My contribution to the new volume on The Godfather and Philosophy will explore the problem of reciprocal harms in the context of the famous wedding scene in the original Godfather movie. By way of background, one of the most influential ideas in legal, moral, and political philosophy is the harm principle or the notion that people should be free to do or say whatever they wish unless their actions or words cause harm to somebody else. The Godfather, however, shows us why the harm principle is logically incoherent. Aside from the difficulty of defining what counts as a harm, the main problem with the harm principle is that harms are often reciprocal in nature, a counterintuitive idea that can be traced back to the work of Ronald Coase.

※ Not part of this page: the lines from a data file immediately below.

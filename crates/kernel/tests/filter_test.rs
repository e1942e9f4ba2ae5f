#![allow(clippy::unwrap_used, clippy::expect_used)]
//! Integration tests for filter sets and the query composer.
//!
//! Queries are composed through the public API and executed against the
//! in-memory catalog; the same composed values are rendered to SQL to
//! check the Postgres path sees identical conditions.

use folio_kernel::catalog::{CatalogStore, MemoryCatalog};
use folio_kernel::models::{NewAuthor, NewBook};
use folio_kernel::query::{
    Aggregate, Annotation, BOOKS_COUNT, CatalogQueryBuilder, ComposedQuery, Entity, FieldPath,
    FilterSet, ListEndpoint, Lookup, OrderingField, QueryError, QueryParams, author_filter_set,
    book_filter_set,
};
use folio_test_utils::{Library, library, shelf_counts};

async fn catalog(library: &Library) -> MemoryCatalog {
    let catalog = MemoryCatalog::new();
    for author in &library.authors {
        catalog
            .create_author(&NewAuthor::new(&author.name))
            .await
            .unwrap();
    }
    for book in &library.books {
        catalog
            .create_book(&NewBook::new(&book.title, book.publication_year, book.author))
            .await
            .unwrap();
    }
    catalog
}

async fn book_ids(catalog: &MemoryCatalog, params: QueryParams) -> Vec<i64> {
    let query = ListEndpoint::books().unwrap().compose(&params).unwrap();
    catalog
        .fetch_books(&query)
        .await
        .unwrap()
        .into_iter()
        .map(|r| r.book.id)
        .collect()
}

fn sorted(mut ids: Vec<i64>) -> Vec<i64> {
    ids.sort_unstable();
    ids
}

// =============================================================================
// Filter Set Tests
// =============================================================================

#[test]
fn book_filter_keys_are_declared_in_order() {
    let filters = book_filter_set().unwrap();
    let keys = filters.keys();

    assert_eq!(keys.first().map(String::as_str), Some("title"));
    assert_eq!(keys.last().map(String::as_str), Some("search"));
    for key in [
        "author__name",
        "publication_year__gt",
        "publication_year_range_min",
        "publication_year_range_max",
        "id__in",
    ] {
        assert!(keys.iter().any(|k| k == key), "missing {key}");
    }
}

#[test]
fn author_filter_keys() {
    let keys = author_filter_set().unwrap().keys();
    assert_eq!(
        keys,
        vec![
            "name",
            "name_exact",
            "name_startswith",
            "books_count",
            "books_count__gte",
            "books_count__lte",
        ]
    );
}

#[test]
fn duplicate_keys_fail_at_build() {
    let err = FilterSet::builder(Entity::Book)
        .range("year", FieldPath::field("publication_year"))
        .field("year_min", FieldPath::field("publication_year"), Lookup::GreaterOrEqual)
        .build()
        .unwrap_err();
    assert!(matches!(err, QueryError::Config(ref msg) if msg.contains("year_min")));
}

#[test]
fn lookup_must_fit_field_kind() {
    let err = FilterSet::builder(Entity::Book)
        .field("year", FieldPath::field("publication_year"), Lookup::Contains)
        .build()
        .unwrap_err();
    assert!(matches!(err, QueryError::Config(_)));

    let err = FilterSet::builder(Entity::Book)
        .search("q", [FieldPath::field("publication_year")])
        .build()
        .unwrap_err();
    assert!(matches!(err, QueryError::Config(_)));
}

#[test]
fn unknown_paths_fail_at_build() {
    let err = FilterSet::builder(Entity::Book)
        .field("isbn", FieldPath::field("isbn"), Lookup::Equal)
        .build()
        .unwrap_err();
    assert!(matches!(err, QueryError::Config(_)));

    let err = FilterSet::builder(Entity::Author)
        .field("publisher", FieldPath::related("publisher", "name"), Lookup::Equal)
        .build()
        .unwrap_err();
    assert!(matches!(err, QueryError::Config(_)));
}

#[test]
fn aggregates_need_a_to_many_relation() {
    let per_book = Annotation {
        name: "author_count",
        relation: "author",
        aggregate: Aggregate::Count,
    };
    let err = FilterSet::builder(Entity::Book)
        .aggregate("author_count", per_book, Lookup::GreaterOrEqual)
        .build()
        .unwrap_err();
    assert!(matches!(err, QueryError::Config(_)));

    let err = FilterSet::builder(Entity::Author)
        .aggregate("books_count", BOOKS_COUNT, Lookup::Contains)
        .build()
        .unwrap_err();
    assert!(matches!(err, QueryError::Config(_)));
}

#[test]
fn malformed_values_name_the_parameter() {
    let filters = book_filter_set().unwrap();
    for (key, value) in [
        ("publication_year__gte", "soon"),
        ("id__in", "1,two,3"),
        ("publication_year_range", "1990"),
        ("publication_year_range_max", "later"),
    ] {
        let err = filters
            .apply(
                ComposedQuery::new(Entity::Book),
                &QueryParams::new().with(key, value),
            )
            .unwrap_err();
        match err {
            QueryError::Validation { param, .. } => assert_eq!(param, key),
            other => panic!("expected a validation error for {key}, got {other:?}"),
        }
    }
}

#[test]
fn empty_values_add_no_conditions() {
    let filters = book_filter_set().unwrap();
    let query = filters
        .apply(
            ComposedQuery::new(Entity::Book),
            &QueryParams::new()
                .with("title", "")
                .with("publication_year__gte", " ")
                .with("id__in", ",,")
                .with("search", ""),
        )
        .unwrap();
    assert!(query.conditions.is_empty());

    let query = filters
        .apply(
            ComposedQuery::new(Entity::Book),
            &QueryParams::new().with("title_exact", ""),
        )
        .unwrap();
    assert_eq!(query.conditions.len(), 1);
}

#[test]
fn filter_set_rejects_other_entities() {
    let err = author_filter_set()
        .unwrap()
        .apply(ComposedQuery::new(Entity::Book), &QueryParams::new())
        .unwrap_err();
    assert!(matches!(err, QueryError::Config(_)));
}

// =============================================================================
// Composer Tests
// =============================================================================

#[test]
fn composing_twice_never_double_counts() {
    let authors = ListEndpoint::authors().unwrap();
    let params = QueryParams::new()
        .with("books_count__gte", "2")
        .with("books_count__lte", "5")
        .with("ordering", "-books_count");

    let first = authors.compose(&params).unwrap();
    let second = authors.compose(&params).unwrap();

    assert_eq!(first, second);
    assert_eq!(first.annotations, vec![BOOKS_COUNT]);
    assert_eq!(first.group_conditions().count(), 2);
    assert_eq!(first.row_conditions().count(), 0);
}

#[test]
fn endpoint_build_rejects_bad_configuration() {
    let err = ListEndpoint::builder(Entity::Author, book_filter_set().unwrap())
        .build()
        .unwrap_err();
    assert!(matches!(err, QueryError::Config(_)));

    let err = ListEndpoint::builder(Entity::Book, book_filter_set().unwrap())
        .ordering_field(OrderingField::field("title", FieldPath::field("title")))
        .default_ordering("publication_year")
        .build()
        .unwrap_err();
    assert!(matches!(err, QueryError::Config(ref msg) if msg.contains("publication_year")));

    let err = ListEndpoint::builder(Entity::Book, book_filter_set().unwrap())
        .prefetch_related("author")
        .build()
        .unwrap_err();
    assert!(matches!(err, QueryError::Config(_)));
}

#[test]
fn composed_sql_matches_memory_semantics() {
    let params = QueryParams::new()
        .with("search", "potter")
        .with("publication_year__lte", "1998")
        .with("ordering", "-publication_year");
    let query = ListEndpoint::books().unwrap().compose(&params).unwrap();
    let sql = CatalogQueryBuilder::new(&query).build().unwrap();

    assert!(sql.contains("\"book\".\"publication_year\" <= 1998"));
    assert!(sql.contains("LOWER(\"author\".\"name\") LIKE '%potter%'"));
    assert!(sql.contains("ORDER BY \"book\".\"publication_year\" DESC, \"book\".\"id\" ASC"));
}

// =============================================================================
// Store Execution Tests
// =============================================================================

#[tokio::test]
async fn conjunction_returns_rows_satisfying_every_filter() {
    let lib = library();
    let catalog = catalog(&lib).await;
    let params = QueryParams::new()
        .with("author__name", "beatrix")
        .with("publication_year__gte", "1903")
        .with("title_startswith", "The Tale");

    let ids = sorted(book_ids(&catalog, params).await);
    let expected: Vec<i64> = lib
        .books
        .iter()
        .enumerate()
        .filter(|(_, b)| {
            b.author == 4 && b.publication_year >= 1903 && b.title.starts_with("The Tale")
        })
        .map(|(i, _)| i as i64 + 1)
        .collect();
    assert_eq!(ids, expected);
    assert_eq!(ids, vec![12, 13]);
}

#[tokio::test]
async fn starts_with_is_case_sensitive() {
    let catalog = catalog(&library()).await;
    let ids = book_ids(&catalog, QueryParams::new().with("title_startswith", "the tale")).await;
    assert!(ids.is_empty());
}

#[tokio::test]
async fn exact_author_name() {
    let catalog = catalog(&library()).await;
    let ids = book_ids(
        &catalog,
        QueryParams::new().with("author__name_exact", "Jane Austen"),
    )
    .await;
    assert_eq!(sorted(ids), vec![9, 10]);
}

#[tokio::test]
async fn half_open_year_range() {
    let catalog = catalog(&library()).await;

    let ids = book_ids(&catalog, QueryParams::new().with("publication_year_range", "1998,")).await;
    assert_eq!(sorted(ids), vec![4, 5, 7]);

    let ids = book_ids(
        &catalog,
        QueryParams::new()
            .with("publication_year_range", "1800,1900")
            .with("publication_year_range_max", "1850"),
    )
    .await;
    assert_eq!(sorted(ids), vec![9, 10]);
}

#[tokio::test]
async fn aggregate_filter_over_zero_one_and_many() {
    let catalog = catalog(&shelf_counts()).await;

    assert_eq!(
        author_counts(&catalog, QueryParams::new().with("books_count__gte", "2")).await,
        vec![(3, Some(3))]
    );
    assert_eq!(
        author_counts(
            &catalog,
            QueryParams::new()
                .with("books_count__lte", "1")
                .with("ordering", "books_count"),
        )
        .await,
        vec![(1, Some(0)), (2, Some(1))]
    );
}

async fn author_counts(catalog: &MemoryCatalog, params: QueryParams) -> Vec<(i64, Option<i64>)> {
    let query = ListEndpoint::authors().unwrap().compose(&params).unwrap();
    catalog
        .fetch_authors(&query)
        .await
        .unwrap()
        .into_iter()
        .map(|a| (a.author.id, a.books_count))
        .collect()
}

#[tokio::test]
async fn count_matches_fetched_rows() {
    let catalog = catalog(&library()).await;
    let query = ListEndpoint::books()
        .unwrap()
        .compose(&QueryParams::new().with("search", "the"))
        .unwrap();

    let rows = catalog.fetch_books(&query).await.unwrap().len() as u64;
    assert_eq!(catalog.count(&query).await.unwrap(), rows);
    assert_eq!(catalog.count(&query.clone().with_limit(2)).await.unwrap(), rows);
}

That is, most harms are, logically speaking, either the direct or indirect result of both the wrongdoer’s and the victim’s decisions. (This short paper is part of a larger series of works that I have written over the years using examples from popular culture to illustrate the problem of reciprocal harms.)Download the essay from SSRN at the link.
August 11, 2022
Guerra-Pujol on Coase and the Corleones
F. E. Guerra-Pujol, Pontifical Catholic University of Puerto Rico, is publishing Coase and the Corleones in The Godfather and Philosophy: We’re Gonna Make‘em an Argument They Can’t Refute (Joshua Heter and Richard Greene, eds., Open Court, 2023). Here is the abstract.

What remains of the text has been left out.